Radiotherapy promotes cuproptosis and synergizes with cuproptosis inducers to overcome tumor radioresistance

Cuproptosis is a recently identified form of copper-dependent cell death. Here, we reveal that radiotherapy (RT) induces cuproptosis in cancer cells, independent of apoptosis and ferroptosis, and depletes lipoylated proteins and iron-sulfur (Fe-S) cluster proteins—both hallmarks of cuproptosis—in patient tumors. Mechanistically, RT elevates mitochondrial copper levels by upregulating copper transporter 1 (CTR1) and depleting mitochondrial glutathione, a copper chelator, thereby triggering cuproptosis.

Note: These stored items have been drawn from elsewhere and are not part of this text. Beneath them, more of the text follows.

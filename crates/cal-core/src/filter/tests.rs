//! Tests for the filter module.

use super::*;
use crate::event::CalendarEvent;
use chrono::{DateTime, Datelike, FixedOffset, NaiveDate, TimeZone, Timelike};
use chrono_tz::Europe::Amsterdam;
use std::collections::BTreeSet;

fn set(tags: &[&str]) -> BTreeSet<String> {
    tags.iter().map(|t| t.to_string()).collect()
}

fn amsterdam(y: i32, m: u32, d: u32, h: u32, min: u32) -> DateTime<FixedOffset> {
    Amsterdam
        .with_ymd_and_hms(y, m, d, h, min, 0)
        .unwrap()
        .fixed_offset()
}

/// Parser pinned to 2026-02-10 14:30 in Amsterdam (UTC+1 in winter).
fn parser() -> DateRangeParser<chrono_tz::Tz> {
    DateRangeParser::at(Amsterdam.with_ymd_and_hms(2026, 2, 10, 14, 30, 0).unwrap())
}

fn sample_events() -> Vec<CalendarEvent> {
    vec![
        CalendarEvent::new("Event 1", amsterdam(2026, 2, 1, 9, 0), amsterdam(2026, 2, 1, 10, 0))
            .with_description("Task with #billable #client"),
        CalendarEvent::new("Event 2", amsterdam(2026, 2, 1, 11, 0), amsterdam(2026, 2, 1, 12, 0))
            .with_description("Task with #zzp #hosintra #billable"),
        CalendarEvent::new("Event 3", amsterdam(2026, 2, 1, 14, 0), amsterdam(2026, 2, 1, 15, 0))
            .with_description("Task with #meeting"),
        CalendarEvent::new("Event 4", amsterdam(2026, 2, 1, 16, 0), amsterdam(2026, 2, 1, 17, 0))
            .with_description("No hashtags here"),
    ]
}

fn summaries(events: &[CalendarEvent]) -> Vec<&str> {
    events.iter().map(|e| e.summary.as_str()).collect()
}

// ==================== Hashtag Extraction Tests ====================

#[test]
fn test_extract_single_hashtag() {
    assert_eq!(extract_hashtags(Some("This is a #test description")), vec!["#test"]);
}

#[test]
fn test_extract_multiple_hashtags() {
    let result = extract_hashtags(Some("Meeting about #project and #client #billable"));
    assert_eq!(result, vec!["#project", "#client", "#billable"]);
}

#[test]
fn test_extract_no_hashtags() {
    assert!(extract_hashtags(Some("This has no hashtags")).is_empty());
}

#[test]
fn test_extract_from_none() {
    assert!(extract_hashtags(None).is_empty());
}

#[test]
fn test_extract_from_empty_string() {
    assert!(extract_hashtags(Some("")).is_empty());
}

#[test]
fn test_extract_preserves_case_and_duplicates() {
    let result = extract_hashtags(Some("#Work then #work again, #WORK"));
    assert_eq!(result, vec!["#Work", "#work", "#WORK"]);
}

#[test]
fn test_extract_stops_at_non_word_characters() {
    let result = extract_hashtags(Some("#zzp-work #a_b1, (#x) # lonely ##double"));
    assert_eq!(result, vec!["#zzp", "#a_b1", "#x", "#double"]);
}

#[test]
fn test_extract_unicode_word_characters() {
    let result = extract_hashtags(Some("Overleg #vergadering #café"));
    assert_eq!(result, vec!["#vergadering", "#café"]);
}

// ==================== Normalization Tests ====================

#[test]
fn test_normalize_with_hash() {
    assert_eq!(normalize_hashtag("#Test"), "#test");
}

#[test]
fn test_normalize_without_hash() {
    assert_eq!(normalize_hashtag("test"), "#test");
}

#[test]
fn test_normalize_with_whitespace() {
    assert_eq!(normalize_hashtag("  #test  "), "#test");
}

#[test]
fn test_normalize_empty_is_bare_hash() {
    assert_eq!(normalize_hashtag(""), "#");
    assert_eq!(normalize_hashtag("   "), "#");
}

// ==================== Group Parsing Tests ====================

#[test]
fn test_single_hashtag() {
    assert_eq!(parse_hashtag_groups(&["#billable"]), vec![set(&["#billable"])]);
}

#[test]
fn test_single_hashtag_mixed_case() {
    assert_eq!(parse_hashtag_groups(&["#Test"]), vec![set(&["#test"])]);
}

#[test]
fn test_multiple_or_groups() {
    assert_eq!(
        parse_hashtag_groups(&["#billable", "#meeting"]),
        vec![set(&["#billable"]), set(&["#meeting"])]
    );
}

#[test]
fn test_comma_separated_and_group() {
    assert_eq!(
        parse_hashtag_groups(&["#zzp, #hosintra"]),
        vec![set(&["#zzp", "#hosintra"])]
    );
}

#[test]
fn test_comma_group_without_hash_prefix() {
    assert_eq!(parse_hashtag_groups(&["zzp, Work"]), vec![set(&["#zzp", "#work"])]);
}

#[test]
fn test_combined_and_or() {
    assert_eq!(
        parse_hashtag_groups(&["#zzp, #work", "#meeting"]),
        vec![set(&["#zzp", "#work"]), set(&["#meeting"])]
    );
}

#[test]
fn test_duplicate_tags_in_group_collapse() {
    assert_eq!(parse_hashtag_groups(&["#a, #A, a"]), vec![set(&["#a"])]);
}

#[test]
fn test_trailing_comma_yields_degenerate_tag() {
    assert_eq!(parse_hashtag_groups(&["#a,"]), vec![set(&["#a", "#"])]);
}

#[test]
fn test_no_terms_no_groups() {
    let terms: [&str; 0] = [];
    assert!(parse_hashtag_groups(&terms).is_empty());
    assert!(HashtagQuery::parse(&terms).is_empty());
}

// ==================== Date Range Tests ====================

#[test]
fn test_parse_today() {
    let range = parser().parse("today").unwrap();
    let expected_date = NaiveDate::from_ymd_opt(2026, 2, 10).unwrap();

    assert_eq!(range.start.date_naive(), expected_date);
    assert_eq!((range.start.hour(), range.start.minute(), range.start.second()), (0, 0, 0));
    assert_eq!(range.end.date_naive(), expected_date);
    assert_eq!((range.end.hour(), range.end.minute(), range.end.second()), (23, 59, 59));
    assert_eq!(range.end.nanosecond(), 0);
}

#[test]
fn test_parse_today_case_insensitive_and_trimmed() {
    let p = parser();
    assert_eq!(p.parse("TODAY").unwrap(), p.parse("today").unwrap());
    assert_eq!(p.parse("  Today \n").unwrap(), p.parse("today").unwrap());
}

#[test]
fn test_parse_today_with_system_timezone() {
    let range = parse_date_range("today").unwrap();
    assert_eq!(range.start.hour(), 0);
    assert_eq!(range.start.minute(), 0);
    assert_eq!(range.end.hour(), 23);
    assert_eq!(range.end.minute(), 59);
    assert_eq!(range.start.date_naive(), range.end.date_naive());
}

#[test]
fn test_parse_single_date() {
    let range = parser().parse("2026-02-15").unwrap();

    assert_eq!(range.start, amsterdam(2026, 2, 15, 0, 0));
    assert_eq!(range.end, amsterdam(2026, 2, 15, 23, 59) + chrono::Duration::seconds(59));
    assert_eq!(range.start.offset().local_minus_utc(), 3600);
}

#[test]
fn test_parse_single_date_in_summer_time() {
    let range = parser().parse("2026-07-01").unwrap();
    assert_eq!(range.start.offset().local_minus_utc(), 7200);
    assert_eq!(range.start.hour(), 0);
    assert_eq!(range.end.hour(), 23);
}

#[test]
fn test_parse_date_range() {
    let range = parser().parse("2026-02-01:2026-02-28").unwrap();

    assert_eq!(range.start.day(), 1);
    assert_eq!(range.end.day(), 28);
    assert_eq!(range.start.month(), range.end.month());
    assert_eq!(range.start.year(), range.end.year());
    assert_eq!(range.start.hour(), 0);
    assert_eq!((range.end.hour(), range.end.minute(), range.end.second()), (23, 59, 59));
}

#[test]
fn test_parse_datetime_range_keeps_times() {
    let range = parser().parse("2026-02-01T09:00:2026-02-01T17:00").unwrap();

    assert_eq!(range.start, amsterdam(2026, 2, 1, 9, 0));
    assert_eq!(range.end, amsterdam(2026, 2, 1, 17, 0));
}

#[test]
fn test_parse_mixed_date_and_datetime_range() {
    let range = parser().parse("2026-02-01T09:00:2026-02-03").unwrap();

    assert_eq!(range.start, amsterdam(2026, 2, 1, 9, 0));
    assert_eq!(range.end.day(), 3);
    assert_eq!(range.end.hour(), 23);
}

#[test]
fn test_single_datetime_with_colon_is_not_a_range() {
    let range = parser().parse("2026-02-01T09:00").unwrap();

    assert_eq!(range.start, amsterdam(2026, 2, 1, 9, 0));
    assert_eq!(range.end, amsterdam(2026, 2, 1, 23, 59) + chrono::Duration::seconds(59));
}

#[test]
fn test_single_datetime_with_offset_ends_in_same_offset() {
    let range = parser().parse("2026-02-01T09:00:00-05:00").unwrap();

    assert_eq!(range.end.date_naive(), range.start.date_naive());
    assert_eq!((range.end.hour(), range.end.minute(), range.end.second()), (23, 59, 59));
    assert_eq!(range.end.offset().local_minus_utc(), -5 * 3600);
}

#[test]
fn test_single_datetime_with_space_keeps_time() {
    let range = parser().parse("2026-02-01 13:45").unwrap();
    assert_eq!(range.start, amsterdam(2026, 2, 1, 13, 45));
}

#[test]
fn test_explicit_offset_is_not_converted() {
    let range = parser().parse("2026-02-01T09:00:00-05:00").unwrap();

    assert_eq!(range.start.hour(), 9);
    assert_eq!(range.start.offset().local_minus_utc(), -5 * 3600);
}

#[test]
fn test_utc_suffix_is_kept_as_utc() {
    let range = parser().parse("2026-02-01T09:00:00Z").unwrap();
    assert_eq!(range.start.hour(), 9);
    assert_eq!(range.start.offset().local_minus_utc(), 0);
}

#[test]
fn test_alternative_date_layouts() {
    let p = parser();
    assert_eq!(p.parse("2026/02/15").unwrap(), p.parse("2026-02-15").unwrap());
    assert_eq!(p.parse("2026.02.15").unwrap(), p.parse("2026-02-15").unwrap());
}

#[test]
fn test_compact_date_layout() {
    let p = parser();
    let range = p.parse("20260215").unwrap();

    assert_eq!(range, p.parse("2026-02-15").unwrap());
    assert_eq!(range.start, amsterdam(2026, 2, 15, 0, 0));
}

#[test]
fn test_range_with_extra_colon_falls_back_and_fails() {
    let err = parser().parse("2026-02-01:2026-02-28:2026-03-01").unwrap_err();
    assert!(matches!(err, DateRangeError::InvalidDateFormat { .. }));
}

#[test]
fn test_invalid_date_raises_error() {
    let err = parser().parse("not-a-date").unwrap_err();
    assert_eq!(err, DateRangeError::invalid_date_format("not-a-date"));
    assert_eq!(err.input(), "not-a-date");
    assert!(err.to_string().contains("Invalid date format: not-a-date"));
}

#[test]
fn test_invalid_calendar_date_raises_error() {
    assert!(parser().parse("2026-02-30").is_err());
}

#[test]
fn test_invalid_range_token_reports_offending_token() {
    let err = parser().parse("2026-02-01:2026-13-01").unwrap_err();
    assert_eq!(err.input(), "2026-13-01");
}

#[test]
fn test_inverted_range_is_not_reordered() {
    let range = parser().parse("2026-02-28:2026-02-01").unwrap();
    assert!(range.start > range.end);
    assert!(!range.overlaps(&sample_events()[0]));
}

#[test]
fn test_localize_ambiguous_time_takes_earliest() {
    // 2026-10-25 02:30 occurs twice in Amsterdam.
    let naive = NaiveDate::from_ymd_opt(2026, 10, 25)
        .unwrap()
        .and_hms_opt(2, 30, 0)
        .unwrap();
    let dt = localize(&Amsterdam, naive);
    assert_eq!(dt.offset().local_minus_utc(), 7200);
    assert_eq!(dt.hour(), 2);
}

#[test]
fn test_localize_nonexistent_time_keeps_wall_clock() {
    // 2026-03-29 02:30 does not exist in Amsterdam.
    let naive = NaiveDate::from_ymd_opt(2026, 3, 29)
        .unwrap()
        .and_hms_opt(2, 30, 0)
        .unwrap();
    let dt = localize(&Amsterdam, naive);
    assert_eq!(dt.hour(), 2);
    assert_eq!(dt.minute(), 30);
}

#[test]
fn test_date_range_display() {
    let range = parser().parse("2026-02-15").unwrap();
    assert_eq!(
        range.to_string(),
        "2026-02-15 00:00:00+01:00 to 2026-02-15 23:59:59+01:00"
    );
}

// ==================== Event Filter Tests ====================

#[test]
fn test_filter_no_hashtags_returns_all() {
    let events = sample_events();
    let terms: [&str; 0] = [];
    let result = filter_events(&events, &terms);
    assert_eq!(result, events);
}

#[test]
fn test_filter_single_hashtag_or() {
    let result = filter_events(&sample_events(), &["#billable"]);
    assert_eq!(summaries(&result), vec!["Event 1", "Event 2"]);
}

#[test]
fn test_filter_multiple_hashtags_or() {
    let result = filter_events(&sample_events(), &["#meeting", "#client"]);
    assert_eq!(summaries(&result), vec!["Event 1", "Event 3"]);
}

#[test]
fn test_filter_comma_separated_and() {
    let result = filter_events(&sample_events(), &["#zzp, #hosintra"]);
    assert_eq!(summaries(&result), vec!["Event 2"]);
}

#[test]
fn test_filter_and_no_match() {
    let result = filter_events(&sample_events(), &["#billable, #meeting"]);
    assert!(result.is_empty());
}

#[test]
fn test_filter_combined_and_or() {
    let result = filter_events(&sample_events(), &["#zzp, #hosintra", "#meeting"]);
    assert_eq!(summaries(&result), vec!["Event 2", "Event 3"]);
}

#[test]
fn test_filter_case_insensitive() {
    let result = filter_events(&sample_events(), &["#BILLABLE"]);
    assert_eq!(summaries(&result), vec!["Event 1", "Event 2"]);
}

#[test]
fn test_filter_without_hash_prefix() {
    let result = filter_events(&sample_events(), &["BILLABLE"]);
    assert_eq!(summaries(&result), vec!["Event 1", "Event 2"]);
}

#[test]
fn test_filter_none_description_has_no_tags() {
    let mut events = sample_events();
    events[0].description = None;
    let result = filter_events(&events, &["#client"]);
    assert!(result.is_empty());
}

#[test]
fn test_filter_empty_term_matches_nothing() {
    let result = filter_events(&sample_events(), &[""]);
    assert!(result.is_empty());
}

#[test]
fn test_filter_replaces_hashtags_from_description() {
    let mut events = sample_events();
    events[0].hashtags = vec!["#stale".to_string()];
    events[0].description = Some("Now with #Billable and #NEW".to_string());

    let result = filter_events(&events, &["#billable"]);

    assert_eq!(result[0].hashtags, vec!["#Billable", "#NEW"]);
    // The input is left untouched.
    assert_eq!(events[0].hashtags, vec!["#stale"]);
}

#[test]
fn test_filter_is_idempotent() {
    let terms = ["#zzp, #hosintra", "#meeting"];
    let first = filter_events(&sample_events(), &terms);
    let second = filter_events(&first, &terms);
    assert_eq!(first, second);
}

#[test]
fn test_hashtag_filter_matches_single_event() {
    let filter = HashtagFilter::new(&["#meeting"]);
    let events = sample_events();
    assert!(!filter.matches(&events[0]));
    assert!(filter.matches(&events[2]));
    assert!(HashtagFilter::default().matches(&events[3]));
}

// ==================== Date Overlap Tests ====================

#[test]
fn test_filter_by_date_range_overlap() {
    let events = sample_events();
    let start = amsterdam(2026, 2, 1, 9, 30);
    let end = amsterdam(2026, 2, 1, 14, 0);

    let result = filter_by_date_range(&events, &start, &end);
    assert_eq!(summaries(&result), vec!["Event 1", "Event 2", "Event 3"]);
}

#[test]
fn test_filter_by_date_range_touching_bounds_are_inclusive() {
    let events = sample_events();
    let start = amsterdam(2026, 2, 1, 17, 0);
    let end = amsterdam(2026, 2, 1, 18, 0);

    let result = filter_by_date_range(&events, &start, &end);
    assert_eq!(summaries(&result), vec!["Event 4"]);
}

#[test]
fn test_filter_by_date_range_inverted_matches_nothing() {
    let events = sample_events();
    let start = amsterdam(2026, 2, 1, 18, 0);
    let end = amsterdam(2026, 2, 1, 8, 0);

    assert!(filter_by_date_range(&events, &start, &end).is_empty());
}

#[test]
fn test_filter_by_date_range_compares_instants_across_offsets() {
    let events = sample_events();
    // 08:30-09:30 UTC is 09:30-10:30 in Amsterdam.
    let start = chrono::Utc.with_ymd_and_hms(2026, 2, 1, 8, 30, 0).unwrap();
    let end = chrono::Utc.with_ymd_and_hms(2026, 2, 1, 9, 30, 0).unwrap();

    let result = filter_by_date_range(&events, &start, &end);
    assert_eq!(summaries(&result), vec!["Event 1"]);
}

#[test]
fn test_date_range_overlaps_matches_filter() {
    let range = parser().parse("2026-02-01").unwrap();
    let events = sample_events();
    assert!(events.iter().all(|e| range.overlaps(e)));

    let next_day = parser().parse("2026-02-02").unwrap();
    assert!(events.iter().all(|e| !next_day.overlaps(e)));
}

Integrated analyses of RNA sequencing (RNA-seq) from radioresistant esophageal cancer cells and single-cell RNA-seq from esophageal tumors of patients unresponsive to RT link radioresistance to the downregulation of BTB and CNC homology 1 (BACH1). This downregulation de-represses the expression of copper-sequestering metallothionein (MT) 1E/X, thereby mitigating cuproptosis and contributing to radioresistance. Copper ionophore treatment sensitizes radioresistant cancer cells and cell line- and patient-derived xenografts to RT by potentiating cuproptosis. Our findings unveil a link between RT and cuproptosis and inform a therapeutic strategy to overcome tumor radioresistance by targeting cuproptosis.